Call it political gimmick but for the officials and employees of the Office of the Presidential Assistant for Youth Affairs (OPAYA), the Student Assistance Fund for Education for a Strong Republic (SAFE 4 SR) is a legitimate government project that needs not to be taken aback by political colors. Presidential Assistant Dennis Cunanan, the Office head outs it this way: It’s purely business, “trabaho lang”.

SAFE 4 SR (Students’ Assistance Fund for a Strong Republic) is an interest-free student loan program of President Gloria Macapagal-Arroyo aims at providing assistance to a minimum of 100,000 needy 3rd, 4th, 5th and graduating college students through an easily accessible student loan, raising the number of Filipino graduates in priority courses as well as producing a top-caliber workforce in the country, addressing the problem on the increasing number of college drop-outs due to financial difficulties and encouraging Filipinos to get a college degree (and not be satisfied with an elementary or high school education).
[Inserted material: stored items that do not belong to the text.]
//! Kind transformations from `X IS Y` rules.

use grid_world::{Grid, GridResult, Noun, ObjectId, ObjectKind, Position};
use serde::{Deserialize, Serialize};
use std::collections::{HashMap, HashSet};

use crate::rules::RuleSet;

/// One object changing noun.
#[derive(Debug, Clone, Copy, PartialEq, Eq, Serialize, Deserialize)]
pub struct Transformation {
    pub object: ObjectId,
    pub position: Position,
    pub from: Noun,
    pub to: Noun,
}

/// Work out the noun each subject becomes this tick.
///
/// `X IS X` pins X against every transformation. When several rules
/// transform the same noun, the first one scanned wins.
pub fn transformation_targets(rules: &RuleSet) -> HashMap<Noun, Noun> {
    let pinned: HashSet<Noun> = rules
        .transformations()
        .filter(|(subject, target)| subject == target)
        .map(|(subject, _)| subject)
        .collect();

    let mut targets = HashMap::new();
    for (subject, target) in rules.transformations() {
        if subject == target || pinned.contains(&subject) {
            continue;
        }
        targets.entry(subject).or_insert(target);
    }
    targets
}

/// List the transformations the rules call for, against the board as it is.
/// Only noun objects are affected; text tiles keep their word.
pub fn plan_transformations(rules: &RuleSet, grid: &Grid) -> Vec<Transformation> {
    let targets = transformation_targets(rules);
    if targets.is_empty() {
        return Vec::new();
    }

    grid.all_objects()
        .filter_map(|object| {
            let from = object.kind.noun()?;
            let to = *targets.get(&from)?;
            Some(Transformation {
                object: object.id,
                position: object.position,
                from,
                to,
            })
        })
        .collect()
}

/// Reclassify objects in one pass. A kind produced here is not looked up
/// again, so chains like `ROCK IS FLAG` + `FLAG IS KEY` advance one step per
/// tick.
pub fn apply_transformations(grid: &mut Grid, rules: &RuleSet) -> GridResult<Vec<Transformation>> {
    let planned = plan_transformations(rules, grid);
    for change in &planned {
        grid.set_kind(change.object, ObjectKind::Noun(change.to))?;
    }
    Ok(planned)
}

#[cfg(test)]
mod tests {
    use super::*;
    use crate::rules::parse_words;
    use grid_world::GameObject;

    fn rules(runs: &[&[&str]]) -> RuleSet {
        runs.iter().map(|words| parse_words(*words).unwrap()).collect()
    }

    #[test]
    fn test_transform_keeps_identity_and_position() {
        let mut grid = Grid::new(1, 2);
        let id = grid
            .place(GameObject::new(Noun::Rock, Position::new(0, 1)))
            .unwrap();

        let changes = apply_transformations(&mut grid, &rules(&[&["ROCK", "IS", "FLAG"]])).unwrap();

        assert_eq!(changes.len(), 1);
        let object = grid.get(id).unwrap();
        assert_eq!(object.kind, ObjectKind::Noun(Noun::Flag));
        assert_eq!(object.position, Position::new(0, 1));
    }

    #[test]
    fn test_no_chaining_within_a_tick() {
        let mut grid = Grid::new(1, 1);
        let id = grid
            .place(GameObject::new(Noun::Rock, Position::new(0, 0)))
            .unwrap();
        let chain = rules(&[&["ROCK", "IS", "FLAG"], &["FLAG", "IS", "KEY"]]);

        apply_transformations(&mut grid, &chain).unwrap();
        assert_eq!(grid.get(id).unwrap().kind, ObjectKind::Noun(Noun::Flag));

        apply_transformations(&mut grid, &chain).unwrap();
        assert_eq!(grid.get(id).unwrap().kind, ObjectKind::Noun(Noun::Key));
    }

    #[test]
    fn test_swap_happens_once() {
        let mut grid = Grid::new(1, 2);
        let rock = grid
            .place(GameObject::new(Noun::Rock, Position::new(0, 0)))
            .unwrap();
        let wall = grid
            .place(GameObject::new(Noun::Wall, Position::new(0, 1)))
            .unwrap();

        apply_transformations(&mut grid, &rules(&[&["ROCK", "IS", "WALL"], &["WALL", "IS", "ROCK"]]))
            .unwrap();

        assert_eq!(grid.get(rock).unwrap().kind, ObjectKind::Noun(Noun::Wall));
        assert_eq!(grid.get(wall).unwrap().kind, ObjectKind::Noun(Noun::Rock));
    }

    #[test]
    fn test_self_rule_pins_noun() {
        let targets = transformation_targets(&rules(&[&["BABA", "IS", "ROCK"], &["BABA", "IS", "BABA"]]));
        assert!(targets.is_empty());
    }

    #[test]
    fn test_first_rule_wins() {
        let targets = transformation_targets(&rules(&[&["KEKE", "IS", "DOOR"], &["KEKE", "IS", "KEY"]]));
        assert_eq!(targets.get(&Noun::Keke), Some(&Noun::Door));
    }

    #[test]
    fn test_text_tiles_are_not_transformed() {
        let mut grid = Grid::new(1, 1);
        let id = grid.place(GameObject::text("ROCK", Position::new(0, 0))).unwrap();

        let changes = apply_transformations(&mut grid, &rules(&[&["ROCK", "IS", "FLAG"]])).unwrap();

        assert!(changes.is_empty());
        assert_eq!(grid.get(id).unwrap().kind, ObjectKind::text("ROCK"));
    }
}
The student loan can be used to cover tuition, books, course projects, thesis papers, board and lodging bills, graduation fees and other valid educational expenses.

Very young office established in January this year, OPAYA needed to build a team that is strong enough to face the challenges that lie ahead. With more than fifty young people working across the archipelago on the implementation of the Scholarship Program, they decided to sail down to Cebu City for a team building, program assessment and planning.

There were couples of activities that prompted the team building activity of the group. Junior Chamber International Philippines (JCI) Sen. Ismael Penado and his colleague facilitated the group dynamics.

“For a team that is newly started, it is really necessary to come up with this kind of camaraderie building. Otherwise, the group will be able to achieve greater heights,” the organizers put it.

The team building included transforming vision to 3D presentation that impelled sense of ownership to each group’s work of art.

Youthful as they really are, OPAYA works seriously while enjoying the tasks assigned to them. For them, each and every one plays separate roles in a well-coordinated way. Understanding the essence of a team, each team player sees to it that while working independently but with coordination while adhering to their lone vision, mission, goals and objectives.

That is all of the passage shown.